Exposure to technology does not make young people digital natives. Credit: Thomas Trutschel/Photothek/Getty

Some people put the cut-off at 1984, but for most it is 1980. People born after that date are the digital natives; those born before are digital immigrants, doomed to be forever strangers in a computer-based strange land.

The generational difference between the groups goes beyond their numbers of Facebook friends and Twitter followers: it can also help to explain differences in how they buy insurance. At least, that’s according to a report released this week for the insurance industry. Targeting Millennials with Insurance explains that young people aren’t like those who came before and queued passively for cover. They “prioritize holidays”, for one, which might surprise some of them. Because they are digital natives, they “will favor technologically innovative insurance policies”.

But a paper published last month in Teaching and Teacher Education reaches the opposite conclusion. The digital native is a myth, it claims: a yeti with a smartphone (P. A. Kirschner and P. D. Bruyckere Teach. Teach. Educ. 67, 135–142; 2017). The implications go beyond insurance. Many schools and universities are retooling to cope with kids and young adults who are supposedly different. From collaborative learning in the classroom to the provision of e-learning modules in undergraduate courses, the rise of the digital native is being used as a reason — some say a justification — for significant policy changes.
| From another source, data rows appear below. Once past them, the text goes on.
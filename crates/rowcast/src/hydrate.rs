use crate::{Db, Model};

use rowcast_core::{driver::Row, Error, Result};

/// Builds an `M` from one result row.
///
/// Every column in the row must map onto a column or reference accessor of
/// `M`. Referenced rows are read as their column is reached; relationship
/// members are resolved once the row is built, using the identifier it was
/// read with.
pub(crate) fn hydrate<M: Model>(db: &Db, row: Row<'_>) -> Result<M> {
    let fields = M::fields();
    let mut builder = M::builder();

    for (name, cell) in row.cells() {
        if let Some(field) = fields.column(name) {
            (field.build)(&mut builder, cell)?;
        } else if let Some(field) = fields.reference(name) {
            (field.read)(db, &field.reference, &mut builder, cell)?;
        } else {
            return Err(Error::unmapped_column(name, M::NAME));
        }
    }

    let mut instance = M::build(builder)?;
    fields.load_relations(db, &mut instance)?;
    Ok(instance)
}
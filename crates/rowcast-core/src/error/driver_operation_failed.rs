use super::Error;

/// Error when a storage driver operation fails.
///
/// Wraps errors raised by the underlying storage library, e.g. rusqlite
/// failing to prepare or execute a statement.
#[derive(Debug)]
pub(super) struct DriverOperationFailed {
    inner: Box<dyn std::error::Error + Send + Sync>,
}

impl std::error::Error for DriverOperationFailed {
    fn source(&self) -> Option<&(dyn std::error::Error + 'static)> {
        Some(self.inner.as_ref())
    }
}

impl core::fmt::Display for DriverOperationFailed {
    fn fmt(&self, f: &mut core::fmt::Formatter) -> core::fmt::Result {
        core::fmt::Display::fmt(&self.inner, f)?;
        let mut source = self.inner.source();
        while let Some(err) = source {
            write!(f, ": {}", err)?;
            source = err.source();
        }
        Ok(())
    }
}

impl Error {
    /// Creates an error from a driver operation failure.
    pub fn driver_operation_failed(err: impl std::error::Error + Send + Sync + 'static) -> Error {
        Error::from(super::ErrorKind::DriverOperationFailed(
            DriverOperationFailed {
                inner: Box::new(err),
            },
        ))
    }

    /// Returns `true` if this error, or any context beneath it, is a driver failure.
    pub fn is_driver_operation_failed(&self) -> bool {
        self.any_in_chain(|kind| matches!(kind, super::ErrorKind::DriverOperationFailed(_)))
    }
}
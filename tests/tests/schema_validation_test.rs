use pretty_assertions::assert_eq;
use rowcast::Model;
use rowcast_core::driver::Operation;
use tests::{models, DbTest};

#[derive(Debug, Default, rowcast::Model)]
#[table = "notes"]
struct Note {
    #[column("_id")]
    #[key]
    #[auto]
    id: i64,

    #[column("body", not_null)]
    body: String,

    #[column]
    stars: Option<f64>,

    #[has_many(table = "tags", foreign_column = "note_id")]
    tags: Vec<Tag>,

    scratch: Vec<String>,
}

#[derive(Debug, Default, rowcast::Model)]
#[table = "tags"]
struct Tag {
    #[column("_id")]
    #[key]
    #[auto]
    id: i64,

    #[column]
    note_id: i64,

    #[column]
    label: String,
}

#[derive(Debug, Default, rowcast::Model)]
#[table = "orphans"]
struct Orphan {
    #[column]
    name: String,

    #[has_many(table = "tags", foreign_column = "note_id")]
    tags: Vec<Tag>,
}

#[derive(Debug, Default, rowcast::Model)]
#[table = "text_ids"]
struct TextId {
    #[column("_id")]
    #[key]
    #[auto]
    id: String,
}

#[derive(Debug, Default, rowcast::Model)]
#[table = "manual_ids"]
struct ManualId {
    #[column("_id")]
    #[key]
    id: i64,
}

#[test]
fn schema_lists_columns_in_declaration_order() {
    let schema = Note::fields().schema();

    assert_eq!(
        schema.ddl().unwrap(),
        "_id INTEGER PRIMARY KEY AUTOINCREMENT, body TEXT NOT NULL, stars REAL"
    );
    assert_eq!(schema.columns.len(), 3);
    assert_eq!(schema.relations.len(), 1);
    assert_eq!(schema.relations[0].member, "tags");
    assert_eq!(schema.relations[0].shape, rowcast::schema::Shape::FixedList);
}

#[test]
fn identifier_accessor_is_resolved() {
    let fields = Note::fields();
    assert_eq!(fields.id().map(|f| f.member), Some("id"));
    assert!(Orphan::fields().id().is_none());
}

#[test]
fn registration_creates_tables_eagerly() {
    let test = DbTest::setup(models!(Note, Tag));
    let log = test.log();
    assert_eq!(log.creates(), 2);

    let Some(Operation::CreateTable(op)) = log.pop() else {
        panic!("expected a create table");
    };
    assert_eq!(op.table, "notes");

    test.db.select::<Note>().all().unwrap();
    assert_eq!(log.creates(), 1);
}

#[test]
fn unregistered_models_create_their_table_on_first_use() {
    let test = DbTest::setup(models!());
    let log = test.log();
    assert!(log.is_empty());

    test.db.select::<Tag>().all().unwrap();
    test.db.select::<Tag>().all().unwrap();
    assert_eq!(log.creates(), 1);
}

#[test]
fn relationships_require_an_identifier() {
    let err = DbTest::try_setup(models!(Orphan)).err().unwrap();
    assert!(err.is_invalid_declaration());
    assert_eq!(
        err.to_string(),
        "invalid declaration: `Orphan` declares relationships but has no `_id` identifier column"
    );
}

#[test]
fn identifier_must_be_an_auto_incrementing_integer() {
    let err = DbTest::try_setup(models!(TextId)).err().unwrap();
    assert!(err.is_invalid_declaration());

    let err = DbTest::try_setup(models!(ManualId)).err().unwrap();
    assert!(err.is_invalid_declaration());
}

#[test]
fn dropped_tables_come_back_empty() {
    let test = DbTest::setup(models!(Tag));

    let mut tag = Tag {
        label: "urgent".to_string(),
        ..Tag::default()
    };
    test.db.insert::<Tag>().values([&mut tag]).run().unwrap();
    assert_eq!(test.db.select::<Tag>().all().unwrap().len(), 1);

    test.db.drop_table::<Tag>().unwrap();
    assert!(test.db.select::<Tag>().all().unwrap().is_empty());
}
use super::Error;

/// Error when a query is malformed before it ever reaches the driver.
///
/// Typical causes are a placeholder count that does not match the argument
/// count, an empty `IN` list, a write without values, or a row position past
/// the end of the result.
#[derive(Debug)]
pub(super) struct InvalidQuery {
    message: Box<str>,
}

impl std::error::Error for InvalidQuery {}

impl core::fmt::Display for InvalidQuery {
    fn fmt(&self, f: &mut core::fmt::Formatter) -> core::fmt::Result {
        write!(f, "invalid query: {}", self.message)
    }
}

impl Error {
    /// Creates an invalid query error.
    pub fn invalid_query(message: impl Into<String>) -> Error {
        Error::from(super::ErrorKind::InvalidQuery(InvalidQuery {
            message: message.into().into(),
        }))
    }

    /// Returns `true` if this error, or any context beneath it, is an invalid query.
    pub fn is_invalid_query(&self) -> bool {
        self.any_in_chain(|kind| matches!(kind, super::ErrorKind::InvalidQuery(_)))
    }
}
/// Ordered list of `ORDER BY` terms.
///
/// Terms compose: each call appends after the ones already present.
#[derive(Debug, Default, Clone, PartialEq, Eq)]
pub struct Sort {
    terms: Vec<String>,
}

impl Sort {
    pub fn new() -> Sort {
        Sort::default()
    }

    /// Appends a raw term such as `name` or `age DESC`.
    pub fn push(&mut self, term: impl Into<String>) {
        self.terms.push(term.into());
    }

    pub fn push_asc<I, S>(&mut self, columns: I)
    where
        I: IntoIterator<Item = S>,
        S: AsRef<str>,
    {
        self.push_directed(columns, "ASC");
    }

    pub fn push_desc<I, S>(&mut self, columns: I)
    where
        I: IntoIterator<Item = S>,
        S: AsRef<str>,
    {
        self.push_directed(columns, "DESC");
    }

    fn push_directed<I, S>(&mut self, columns: I, direction: &str)
    where
        I: IntoIterator<Item = S>,
        S: AsRef<str>,
    {
        for column in columns {
            self.terms.push(format!("{} {direction}", column.as_ref()));
        }
    }

    pub fn clear(&mut self) {
        self.terms.clear();
    }

    pub fn is_empty(&self) -> bool {
        self.terms.is_empty()
    }

    pub fn terms(&self) -> &[String] {
        &self.terms
    }

    /// Terms joined by `, `, ready for an `ORDER BY` clause.
    pub fn to_sql(&self) -> String {
        self.terms.join(", ")
    }
}
use super::{name, ErrorSet, Field, FieldTy, ModelAttr};

#[derive(Debug)]
pub(crate) struct Model {
    /// Type identifier
    pub(crate) ident: syn::Ident,

    /// Model fields, in declaration order
    pub(crate) fields: Vec<Field>,

    /// Table the model is stored in
    pub(crate) table: String,

    /// Type rows are hydrated through
    pub(crate) builder: Option<syn::Type>,
}

impl Model {
    pub(crate) fn from_ast(ast: &syn::ItemStruct) -> syn::Result<Self> {
        let syn::Fields::Named(node) = &ast.fields else {
            return Err(syn::Error::new_spanned(
                &ast.fields,
                "model fields must be named",
            ));
        };

        if !ast.generics.params.is_empty() {
            return Err(syn::Error::new_spanned(
                &ast.generics,
                "model generics are not supported",
            ));
        }

        let mut model_attr = ModelAttr::default();
        let mut fields = vec![];
        let mut errs = ErrorSet::new();

        if let Err(err) = model_attr.populate_from_ast(&ast.attrs) {
            errs.push(err);
        }

        for node in &node.named {
            match Field::from_ast(node) {
                Ok(field) => fields.push(field),
                Err(err) => errs.push(err),
            }
        }

        if let Some(err) = errs.collect() {
            return Err(err);
        }

        if !fields
            .iter()
            .any(|field| matches!(field.kind, FieldTy::Column(_)))
        {
            return Err(syn::Error::new_spanned(
                &ast.ident,
                "model must declare at least one #[column] field",
            ));
        }

        let mut seen = vec![];
        for field in fields.iter().filter(|field| field.has_column()) {
            let name = field.column_name();
            if seen.iter().any(|other: &String| other.eq_ignore_ascii_case(&name)) {
                return Err(syn::Error::new_spanned(
                    &field.ident,
                    format!("column `{name}` is declared more than once"),
                ));
            }
            seen.push(name);
        }

        let table = match &model_attr.table {
            Some(lit) => lit.value(),
            None => name::default_table(&ast.ident),
        };

        Ok(Model {
            ident: ast.ident.clone(),
            fields,
            table,
            builder: model_attr.builder,
        })
    }
}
Education policy is particularly vulnerable to political whims, fads and untested assumptions. From swapping evolution for creationism to the idea that multiple types of intelligence demand multiple approaches, generations of children are schooled according to dogma, not evidence. Surveys show, for example, that teachers and education experts subscribe to dozens of different and opposing ‘learning styles’. Under these, children can be categorized as activists or theorists, organizers or innovators, non-committers or plungers, globalists or analysts, deep or surface learners, and so on. Could the latest example be altering access to, and the provision of, technology in the classroom, simply because a new cohort is believed to be more familiar with it?

It is beyond dispute that people brought up in the most recent decades have been exposed to a lot of digital technology — at least in developed countries. And paper co-author Paul Kirschner, an education researcher at the Open University of the Netherlands in Heerlen, happily describes himself in his academic work as a “windmill-fighter”. But whereas Don Quixote aimed against solid walls, the digital-native assumption, on closer inspection, does seem illusory. It is certainly no giant.

A 2011 review for the Higher Education Academy in York, UK, put it bluntly, as the first of its executive-summary conclusions: “There is no evidence that there is a single new generation of young students entering Higher Education and the terms Net Generation and Digital Native do not capture the processes of change that are taking place”. Many members of the digital-savvy generation use technology in the same way as many of their elders: to passively soak up information. Children say they prefer IT in their lessons and courses? Do schools listen when kids say they prefer chips for lunch every day?

The Teaching and Teacher Education paper raises another concern. Digital natives are assumed to be able to multitask, it warns. But the evidence for this is also scant. Reading text messages during university lectures almost certainly comes at a cognitive cost. So too, employers might assume, does fiddling with smartphones and laptops in meetings. Buy that technologically innovative insurance policy another time.